Existe um fantasma que assombra boa parte dos atletas de fisiculturismo. Ele é invisível, silencioso e faz um estrago devastador no corpo e na saúde emocional de quem o enfrenta, embora poucos tenham coragem de assumir sua existência.
A aparição ocorre depois de dietas restritas e provoca culpa, ressaca moral e sensação de impotência. Esse tormento, conhecido como compulsão alimentar, é um descontrole assustador diante da comida, semelhante à dependência química.
Ao devorar de uma só vez com voracidade pão, bolacha, leite condensado, pizza, salgadinho, chocolate e tudo mais ao alcance das mãos, em nada me parecia com a pessoa que dias antes descera do palco do Arnold Classic South America com um troféu na mão e dez quilos a menos.
A efêmera sensação de prazer das refeições me deixava dopada, com frequência cardíaca alterada e menor capacidade de raciocínio e de concentração. Era como se estivesse fora de mim, agindo no piloto automático de um aspirador de calorias desgovernado.
Mas logo a euforia cedia espaço para o arrependimento e para a tristeza. Jurei inúmeras vezes pôr um fim nas orgias alimentares e para me despedir das guloseimas, passava a ingeri-las em quantidades ainda maiores tentando me convencer de que era a última vez.
Em uma semana, vi desfigurado o físico que levei quatro meses para construir.

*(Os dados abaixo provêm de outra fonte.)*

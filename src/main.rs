use anyhow::Result;
use data_exporter::config::ExportConfig;
use data_exporter::exporter;

#[tokio::main]
async fn main() -> Result<()> {
    dotenv::dotenv().ok();
    println!("Переменные окружения загружены.");

    let config = ExportConfig::from_env();
    println!("Экспорт таблиц в Excel файлы...");

    exporter::run(&config).await
}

Nada era capaz de conter meu desejo por doces, nem mesmo o constrangimento diante do espelho ou as atitudes descompensadas como esconder alimentos no guarda-roupa para não ser flagrada na cozinha vasculhando os armários e a geladeira. Comia tanto, mas tanto, que quando as dores de estômago eram sufocantes, apelava para métodos compensatórios e bulímicos.
Esse distúrbio, associado quase sempre a obesos, não ganha a devida importância quando relatado por pessoas magras como eu. Raspar o fundo da panela até não deixar vestígio de comida era um hábito de infância controlado com muito sofrimento e isolamento social quando comecei a competir.
Nos últimos dois anos, tive algumas recaídas no “off season”, período em que a alimentação é mais flexível, o que não comprometeu significativamente o resultado das preparações, mas acionou o sinal de alerta na minha cabeça.
Assim como um alcoólatra evita o contato com a bebida para manter a sobriedade, entendi que devo me desviar de armadilhas como produtos saborosos, altamente calóricos, mas pobres em valor nutricional, que geram vício, enganam o cérebro e desencadeiam a compulsão.
Tentar compreender os fatores psicológicos que agravam o problema e traçar objetivo a curto prazo também são estratégias que têm me ajudado a deixar para trás esse túnel do terror e a voltar a projetar um futuro no esporte.